Strolling around my mind,
I take in everything
that has been planted there.
Every leaf, tree and flower
planted by my hand.
If I listen,
I can hear voices
travelling on the wind.
I go towards the sound
stopping when I reach the waterfall.
I can see a shimmering image,
one that I know well.
I step towards the water
and reach out to touch it,
letting the image I see
run through my fingers.
I can see bits and pieces of my face
and I can hear the voices more clearly now.
I step into the water,
letting the waterfall sluice over me,
the cold cutting into my skin for a moment,
until I am through and find myself in darkness.
The voices echo here in the dark
but it matters not
for I’ve heard these words before.
When I open my eyes, I can see an image
that I know well,
having lived it so many years before.
It shimmers in front of my eyes.
I close my eyes, but the voices become louder
as if they are demanding to be heard.
Opening my eyes again, I look hard at myself,
eight years younger but so many trials in front of him.
I am sitting with my mother and there is sorrow on her face.
There is a doctor in front of me
and he looks at me kindly.
I remember this moment,
holding my mothers hand
and feeling her squeeze my own as if to give me strength.
Someone I used to love is on my other side
and though he tries to begrudgingly take my hand,
I pull away from his grasp that is always too tight and too controlling.
Looking at the doctor,
there is a moment when I wish he would say something else,
anything else than what he said. I remember his words,
I mouth the words as he speaks them:
“I’m sorry, there isn’t an easy way to say this. You have multiple sclerosis.”
I watch myself freeze from the inside out,
the layer of ice covering my skin
so that it looks as if I am made of glass,
fragile and ready to be broken.
I can hear my mother crying with no words,
she is shaking and she squeezes my hand again,
I don’t look at her because I know that I will cry,
that I will lose myself in myself and I might never find a way out.
“We’ll have to do tests to determine what kind of multiple sclerosis you have.”
I watch as a fake smile stretches lips and when I speak,
I speak the words silently,
hearing my voice as if it is coming through the depths of water
or the layers of ice that cover my skin.
“Wow, I’ve always wanted to win the lottery!”
“I’m sorry. I know that this this can’t be easy for you.”
“I’ve already got a disability. What’s a disease on top of that?”
These words echo the loudest and they seem to mock me.
I look at myself sitting in that doctors office
and I know that trials that he has yet to take on,
I want to reach out to him,
to pull him into an embrace
and tell him that everything will eventually be okay.
I can’t do any of that, because I can’t go back in time.
Looking at myself, I reach out and run my hands through the spectre,
even as the first cracks begin to form in the ice.
I take a deep breath to stifle a sob and the scene before me begins to shrink.
As I watch, it shrinks down to a tiny dark seed,
smaller than a pearl but just as precious.
Its light fills the cavern behind the waterfall
and as I take hold of it, there is the sound of rushing wind,
filled with the sound of crying surrounds me.
I take a step forward and let the waterfall wash over me.
The air around me quiets and I stand there,
holding a seed filled with sadness and despair.

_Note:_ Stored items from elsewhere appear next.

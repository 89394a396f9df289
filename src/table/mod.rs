//! Function Table
//!
//! The input side of the allocator: a flat arena of functions, each with
//! its ordered variable list and call sites. Everything downstream
//! refers to functions and variables by dense indices into this table,
//! so cyclic call graphs are plain index references with no ownership
//! concerns.

pub mod loader;

use rustc_hash::FxHashMap as HashMap;

/// Dense index of a function in the [`FunctionTable`].
#[derive(Debug, Clone, Copy, PartialEq, Eq, PartialOrd, Ord, Hash)]
pub struct FunctionId(pub u32);

impl FunctionId {
    pub fn index(self) -> usize {
        self.0 as usize
    }
}

/// Identifies one variable as (owning function, position in its list).
#[derive(Debug, Clone, Copy, PartialEq, Eq, PartialOrd, Ord, Hash)]
pub struct VariableId {
    pub function: FunctionId,
    pub index: u32,
}

/// One interrupt source (or the implicit main line, thread 0).
#[derive(Debug, Clone, Copy, PartialEq, Eq, PartialOrd, Ord, Hash)]
pub struct ThreadId(pub u8);

/// The implicit main-line thread.
pub const MAIN_LINE: ThreadId = ThreadId(0);

/// Set of threads a function may run on, as a bitmask.
///
/// Realistic 6502 targets have a handful of interrupt sources (IRQ, NMI,
/// BRK), so 32 bits is plenty.
#[derive(Debug, Clone, Copy, PartialEq, Eq, Default)]
pub struct ThreadSet(u32);

impl ThreadSet {
    pub fn empty() -> Self {
        Self(0)
    }

    pub fn single(thread: ThreadId) -> Self {
        Self(1 << thread.0)
    }

    pub fn insert(&mut self, thread: ThreadId) {
        self.0 |= 1 << thread.0;
    }

    pub fn contains(self, thread: ThreadId) -> bool {
        self.0 & (1 << thread.0) != 0
    }

    pub fn union(self, other: ThreadSet) -> ThreadSet {
        Self(self.0 | other.0)
    }

    pub fn is_empty(self) -> bool {
        self.0 == 0
    }

    /// True when the set names exactly one thread.
    pub fn is_singleton(self) -> bool {
        self.0 != 0 && self.0 & (self.0 - 1) == 0
    }

    pub fn iter(self) -> impl Iterator<Item = ThreadId> {
        (0..32).filter(move |b| self.0 & (1 << b) != 0).map(ThreadId)
    }
}

/// Where the author asked a variable to live.
#[derive(Debug, Clone, Copy, PartialEq, Eq, Default)]
pub enum StorageWish {
    #[default]
    Default,
    RequireZeroPage,
    RequireRam,
}

/// How a function's parameters and locals are passed and stored.
#[derive(Debug, Clone, Copy, PartialEq, Eq, Default)]
pub enum CallingConvention {
    /// Fixed-address storage, zero call overhead. The default.
    #[default]
    Static,
    /// Explicit stack frames; required for recursive functions.
    StackFrame,
}

/// Why a function is an entry point, if it is one.
#[derive(Debug, Clone, Copy, PartialEq, Eq)]
pub enum EntryKind {
    /// Main-line entry (the reset vector).
    Reset,
    /// Maskable interrupt handler.
    Irq,
    /// Non-maskable interrupt handler.
    Nmi,
}

impl EntryKind {
    pub fn label(self) -> &'static str {
        match self {
            EntryKind::Reset => "reset",
            EntryKind::Irq => "irq",
            EntryKind::Nmi => "nmi",
        }
    }
}

/// Byte-level shape of a function, used to resolve indirect calls:
/// an indirect call site conservatively targets every function whose
/// signature matches.
#[derive(Debug, Clone, PartialEq, Eq)]
pub struct Signature {
    /// Byte size of each parameter, in declaration order.
    pub params: Vec<u16>,
    /// Byte size of the return value (0 for none).
    pub returns: u16,
}

/// One call site inside a function body.
#[derive(Debug, Clone)]
pub enum CallSite {
    /// Direct `jsr` to a known function.
    Direct(FunctionId),
    /// Call through a function-typed variable; matched by signature.
    Indirect(Signature),
}

#[derive(Debug, Clone)]
pub struct Variable {
    pub name: String,
    /// Size in bytes.
    pub size: u16,
    pub storage_wish: StorageWish,
    /// Static occurrence count, used for zero-page weighting.
    pub use_count: u32,
    pub is_parameter: bool,
    /// Hardware-mapped; never coalesced, never cached.
    pub is_volatile: bool,
    /// True for pointer-typed variables (they benefit most from the
    /// zero page's indirect addressing modes).
    pub is_pointer: bool,
    /// Explicit hardware address, if the author pinned one.
    pub fixed_address: Option<u16>,
}

impl Variable {
    pub fn new(name: impl Into<String>, size: u16) -> Self {
        Self {
            name: name.into(),
            size,
            storage_wish: StorageWish::Default,
            use_count: 1,
            is_parameter: false,
            is_volatile: false,
            is_pointer: false,
            fixed_address: None,
        }
    }
}

#[derive(Debug, Clone)]
pub struct Function {
    pub name: String,
    /// Parameters first, then locals and temporaries, in declaration order.
    pub variables: Vec<Variable>,
    pub call_sites: Vec<CallSite>,
    pub signature: Signature,
    /// Author opted in to recursion; validated by the recursion pass.
    pub declared_recursive: bool,
    pub entry: Option<EntryKind>,
}

impl Function {
    pub fn new(name: impl Into<String>) -> Self {
        Self {
            name: name.into(),
            variables: Vec::new(),
            call_sites: Vec::new(),
            signature: Signature { params: Vec::new(), returns: 0 },
            declared_recursive: false,
            entry: None,
        }
    }

    /// This function's parameters, in declaration order.
    pub fn parameters<'a>(
        &'a self,
        id: FunctionId,
    ) -> impl Iterator<Item = (VariableId, &'a Variable)> + 'a {
        self.variables
            .iter()
            .enumerate()
            .filter(|(_, v)| v.is_parameter)
            .map(move |(i, v)| (VariableId { function: id, index: i as u32 }, v))
    }

    /// True when any variable is hardware-mapped.
    pub fn touches_volatile(&self) -> bool {
        self.variables.iter().any(|v| v.is_volatile)
    }

    /// Total bytes of variables that need placement in the static frame
    /// (excludes hardware-pinned variables).
    pub fn frame_bytes(&self) -> u32 {
        self.variables
            .iter()
            .filter(|v| v.fixed_address.is_none())
            .map(|v| v.size as u32)
            .sum()
    }
}

/// Flat arena of all functions in the compilation unit.
///
/// Built fresh per compilation; nothing here survives a run.
#[derive(Debug, Default)]
pub struct FunctionTable {
    functions: Vec<Function>,
    by_name: HashMap<String, FunctionId>,
}

impl FunctionTable {
    pub fn new() -> Self {
        Self::default()
    }

    pub fn add(&mut self, function: Function) -> FunctionId {
        let id = FunctionId(self.functions.len() as u32);
        self.by_name.insert(function.name.clone(), id);
        self.functions.push(function);
        id
    }

    pub fn get(&self, id: FunctionId) -> &Function {
        &self.functions[id.index()]
    }

    pub fn get_mut(&mut self, id: FunctionId) -> &mut Function {
        &mut self.functions[id.index()]
    }

    pub fn lookup(&self, name: &str) -> Option<FunctionId> {
        self.by_name.get(name).copied()
    }

    pub fn len(&self) -> usize {
        self.functions.len()
    }

    pub fn is_empty(&self) -> bool {
        self.functions.is_empty()
    }

    pub fn ids(&self) -> impl Iterator<Item = FunctionId> {
        (0..self.functions.len() as u32).map(FunctionId)
    }

    pub fn iter(&self) -> impl Iterator<Item = (FunctionId, &Function)> {
        self.functions
            .iter()
            .enumerate()
            .map(|(i, f)| (FunctionId(i as u32), f))
    }

    pub fn variable(&self, id: VariableId) -> &Variable {
        &self.get(id.function).variables[id.index as usize]
    }

    /// Qualified `function::variable` name, used for deterministic
    /// symbol naming in diagnostics and the layout report.
    pub fn qualified_name(&self, id: VariableId) -> String {
        format!("{}::{}", self.get(id.function).name, self.variable(id).name)
    }
}
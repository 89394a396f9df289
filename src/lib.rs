//! Shade - whole-program storage allocation for the 6502
//!
//! This crate decides where every function's locals, parameters and
//! temporaries live on 6502-family targets (C64/C128, VIC-20,
//! Commander X16): zero page, RAM, or a stack frame. Functions whose
//! lifetimes can never overlap share the same address range, and the
//! scarce zero page goes to the variables that profit most from it.

pub mod alloc;
pub mod config;
pub mod graph;
pub mod table;

// Re-export the pipeline surface
pub use alloc::{
    AllocError, AllocWarning, Allocation, CoalesceStrategy, ProgramLayout, Region, allocate,
};
pub use config::PlatformConfig;
pub use table::{FunctionTable, loader};
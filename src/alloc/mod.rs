//! Storage Allocation Pipeline
//!
//! Runs the whole-program analysis in dependency order: call graph,
//! recursion detection, interrupt reachability, activity sets, frame
//! coalescing, zero-page allocation, calling conventions, and finally
//! layout emission. Errors are collected rather than short-circuited,
//! except where a failed pass makes everything downstream meaningless
//! (unmarked recursion leaves activity sets undefined).

pub mod activity;
pub mod coalesce;
pub mod convention;
pub mod layout;
pub mod zero_page;

use crate::config::PlatformConfig;
use crate::graph::{CallGraph, interrupt, recursion};
use crate::table::{EntryKind, FunctionTable};

pub use coalesce::CoalesceStrategy;
pub use layout::{Allocation, FunctionLayout, ProgramLayout, Region};

/// Fatal allocation diagnostics. Always collected into a list; any
/// entry aborts code generation.
#[derive(Debug, Clone)]
pub enum AllocError {
    /// A call cycle exists without the required recursive opt-in.
    UnmarkedRecursion {
        /// A concrete closed call chain, first function repeated last.
        chain: Vec<String>,
        /// Cycle members missing the opt-in.
        unmarked: Vec<String>,
    },

    /// A `RequireZeroPage` variable could not be honored.
    ZeroPageExhausted {
        unplaced: Vec<String>,
        /// Current occupants with scores, highest first.
        occupants: Vec<(String, u32)>,
    },

    /// A pinned hardware address sits inside a reserved range.
    ReservedAddressConflict {
        variable: String,
        address: u16,
        range: String,
    },

    /// Two concurrently-live functions were coalesced. Internal
    /// invariant; seeing this means a coalescer bug, not a user error.
    InterruptUnsafeSharing {
        first: String,
        second: String,
    },

    /// A frame (or the data section as a whole) exceeds available RAM.
    FrameOverflow {
        name: String,
        bytes: u32,
        available: usize,
    },

    /// More interrupt entry points than thread tags can represent.
    TooManyInterruptEntries {
        count: usize,
        limit: usize,
    },
}

impl std::fmt::Display for AllocError {
    fn fmt(&self, f: &mut std::fmt::Formatter<'_>) -> std::fmt::Result {
        match self {
            AllocError::UnmarkedRecursion { chain, unmarked } => {
                write!(
                    f,
                    "recursive call cycle without 'recursive' opt-in: {} (missing on: {})",
                    chain.join(" -> "),
                    unmarked.join(", ")
                )
            }
            AllocError::ZeroPageExhausted { unplaced, occupants } => {
                write!(
                    f,
                    "out of zero page memory: cannot place required variable(s) {}",
                    unplaced.join(", ")
                )?;
                if let Some((lowest, score)) = occupants.last() {
                    write!(
                        f,
                        "; lowest-priority occupant is {} (score ${:04X})",
                        lowest, score
                    )?;
                }
                if !occupants.is_empty() {
                    write!(f, "; occupants: ")?;
                    for (i, (name, score)) in occupants.iter().enumerate() {
                        if i > 0 {
                            write!(f, ", ")?;
                        }
                        write!(f, "{} (${:04X})", name, score)?;
                    }
                }
                Ok(())
            }
            AllocError::ReservedAddressConflict { variable, address, range } => {
                write!(
                    f,
                    "fixed address ${:04X} for '{}' collides with reserved {}",
                    address, variable, range
                )
            }
            AllocError::InterruptUnsafeSharing { first, second } => {
                write!(
                    f,
                    "internal error: '{}' and '{}' share storage but can be live concurrently",
                    first, second
                )
            }
            AllocError::FrameOverflow { name, bytes, available } => {
                write!(
                    f,
                    "frame overflow: '{}' needs {} byte(s) but only {} are available",
                    name, bytes, available
                )
            }
            AllocError::TooManyInterruptEntries { count, limit } => {
                write!(
                    f,
                    "{} interrupt entry points declared, at most {} are supported",
                    count, limit
                )
            }
        }
    }
}

impl std::error::Error for AllocError {}

/// Non-fatal diagnostics; surfaced to the user, never block compilation.
#[derive(Debug, Clone)]
pub enum AllocWarning {
    /// An unrequired variable moved from the preferred zero page to RAM.
    ZeroPageFallback {
        variable: String,
    },
}

impl std::fmt::Display for AllocWarning {
    fn fmt(&self, f: &mut std::fmt::Formatter<'_>) -> std::fmt::Result {
        match self {
            AllocWarning::ZeroPageFallback { variable } => {
                write!(f, "zero page full: '{}' placed in RAM instead", variable)
            }
        }
    }
}

/// Run the whole pipeline on one compilation unit.
///
/// Everything is computed fresh from the inputs; no state survives the
/// call. Identical inputs produce byte-identical layouts.
pub fn allocate(
    table: &FunctionTable,
    platform: &PlatformConfig,
    strategy: CoalesceStrategy,
) -> Result<ProgramLayout, Vec<AllocError>> {
    let interrupt_entries = table
        .iter()
        .filter(|(_, f)| matches!(f.entry, Some(EntryKind::Irq | EntryKind::Nmi)))
        .count();
    if interrupt_entries > interrupt::MAX_INTERRUPT_ENTRIES {
        return Err(vec![AllocError::TooManyInterruptEntries {
            count: interrupt_entries,
            limit: interrupt::MAX_INTERRUPT_ENTRIES,
        }]);
    }

    let graph = CallGraph::build(table);

    // Unmarked recursion leaves activity sets undefined, so these
    // errors block everything downstream.
    let rec = recursion::analyze(table, &graph)?;

    let threads = interrupt::propagate(table, &graph);
    let act = activity::build(table, &graph, &rec);
    let classes = coalesce::coalesce(table, &act, &threads, &rec, strategy);

    let mut errors = coalesce::audit(&classes, table, &act, &threads);

    match zero_page::allocate(table, &rec, platform) {
        Ok(zp) if errors.is_empty() => {
            let conventions = convention::select(table, &rec);
            layout::emit(table, platform, &rec, &classes, &zp, &conventions)
        }
        Ok(_) => Err(errors),
        Err(zp_errors) => {
            errors.extend(zp_errors);
            Err(errors)
        }
    }
}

I realize that I’ve been holding onto all of this,
that I can still taste the tears that were shed all those years ago
as I lay in bed that night and wished only for death.
Looking down at the dark seed, knowing that I have to do something.
I no longer want to hold this all within me.
Taking the seed to a small corner of my mind garden,
where the sun shines the brightest and the air is warm
and it smells of honeysuckle on a summers day.
Digging a hole in the grass I plant the dark seed
and shake the water from my clothes on to it.
I stand back and wait, watching and hoping,
knowing that the only way to move forward
is to let all the pain go so that it can become something new.
As I am watching, I see a tiny green shoot push up through the grass.
I admire it for a moment,
wondering if it will be a tree or a flower or maybe some exotic plant.